Recorded data -
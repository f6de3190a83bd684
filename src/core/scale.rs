use serde::{Deserialize, Serialize};

use crate::core::primitives::round_half_up;
use crate::core::types::PlotArea;

/// Minimum absolute padding added on both sides of the value span.
pub const MIN_VALUE_PADDING: f64 = 10.0;
/// Relative padding applied to the value span.
pub const VALUE_PADDING_RATIO: f64 = 0.12;

/// Padded value domain of a bar chart's vertical axis.
#[derive(Debug, Clone, Copy, PartialEq, Serialize, Deserialize)]
pub struct ValueRange {
    pub min: f64,
    pub max: f64,
}

impl ValueRange {
    /// Derives the padded range from the finite values of a series.
    ///
    /// Returns `None` when no value is finite. Padding is
    /// `max(10, round(span * 0.12))`; the lower bound never drops below zero.
    #[must_use]
    pub fn from_values(values: impl IntoIterator<Item = f64>) -> Option<Self> {
        let (vmin, vmax) = values
            .into_iter()
            .filter(|value| value.is_finite())
            .fold(None, |acc: Option<(f64, f64)>, value| match acc {
                None => Some((value, value)),
                Some((lo, hi)) => Some((lo.min(value), hi.max(value))),
            })?;

        let padding = MIN_VALUE_PADDING.max(round_half_up((vmax - vmin) * VALUE_PADDING_RATIO));
        Some(Self {
            min: (vmin - padding).max(0.0),
            max: vmax + padding,
        })
    }

    #[must_use]
    pub fn span(self) -> f64 {
        self.max - self.min
    }
}

/// Maps values onto the inverted vertical pixel axis of a plot area.
#[derive(Debug, Clone, Copy, PartialEq)]
pub struct ValueScale {
    range: ValueRange,
    plot: PlotArea,
}

impl ValueScale {
    #[must_use]
    pub fn new(range: ValueRange, plot: PlotArea) -> Self {
        Self { range, plot }
    }

    #[must_use]
    pub fn range(self) -> ValueRange {
        self.range
    }

    /// `range.max` maps to the plot top, `range.min` to the plot bottom.
    #[must_use]
    pub fn value_to_pixel(self, value: f64) -> f64 {
        let normalized = (value - self.range.min) / self.range.span();
        self.plot.top + (1.0 - normalized) * self.plot.height
    }
}

/// Sum used as the pie's angular denominator.
///
/// Non-finite values count as zero.
#[must_use]
pub fn pie_total(values: impl IntoIterator<Item = f64>) -> f64 {
    values
        .into_iter()
        .map(|value| if value.is_finite() { value } else { 0.0 })
        .sum()
}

ABOUT THIS TASK -
Exactly reproduce every record.

ANSWER BOX -
repository f6de3190a83bd684
filename src/core/scale.rs
use serde::{Deserialize, Serialize};

use crate::core::primitives::round_half_up;
use crate::core::types::PlotArea;

/// Minimum absolute padding added on both sides of the value span.
pub const MIN_VALUE_PADDING: f64 = 10.0;
/// Relative padding applied to the value span.
pub const VALUE_PADDING_RATIO: f64 = 0.12;

/// Padded value domain of a bar chart's vertical axis.
#[derive(Debug, Clone, Copy, PartialEq, Serialize, Deserialize)]
pub struct ValueRange {
    pub min: f64,
    pub max: f64,
}

impl ValueRange {
    /// Derives the padded range from the finite values of a series.
    ///
    /// Returns `None` when no value is finite. Padding is
    /// `max(10, round(span * 0.12))`; the lower bound never drops below zero.
    #[must_use]
    pub fn from_values(values: impl IntoIterator<Item = f64>) -> Option<Self> {
        let (vmin, vmax) = values
            .into_iter()
            .filter(|value| value.is_finite())
            .fold(None, |acc: Option<(f64, f64)>, value| match acc {
                None => Some((value, value)),
                Some((lo, hi)) => Some((lo.min(value), hi.max(value))),
            })?;

        let padding = MIN_VALUE_PADDING.max(round_half_up((vmax - vmin) * VALUE_PADDING_RATIO));
        Some(Self {
            min: (vmin - padding).max(0.0),
            max: vmax + padding,
        })
    }

    #[must_use]
    pub fn span(self) -> f64 {
        self.max - self.min
    }
}

/// Maps values onto the inverted vertical pixel axis of a plot area.
#[derive(Debug, Clone, Copy, PartialEq)]
pub struct ValueScale {
    range: ValueRange,
    plot: PlotArea,
}

impl ValueScale {
    #[must_use]
    pub fn new(range: ValueRange, plot: PlotArea) -> Self {
        Self { range, plot }
    }

    #[must_use]
    pub fn range(self) -> ValueRange {
        self.range
    }

    /// `range.max` maps to the plot top, `range.min` to the plot bottom.
    #[must_use]
    pub fn value_to_pixel(self, value: f64) -> f64 {
        let normalized = (value - self.range.min) / self.range.span();
        self.plot.top + (1.0 - normalized) * self.plot.height
    }
}

/// Sum used as the pie's angular denominator.
///
/// Non-finite values count as zero.
#[must_use]
pub fn pie_total(values: impl IntoIterator<Item = f64>) -> f64 {
    values
        .into_iter()
        .map(|value| if value.is_finite() { value } else { 0.0 })
        .sum()
}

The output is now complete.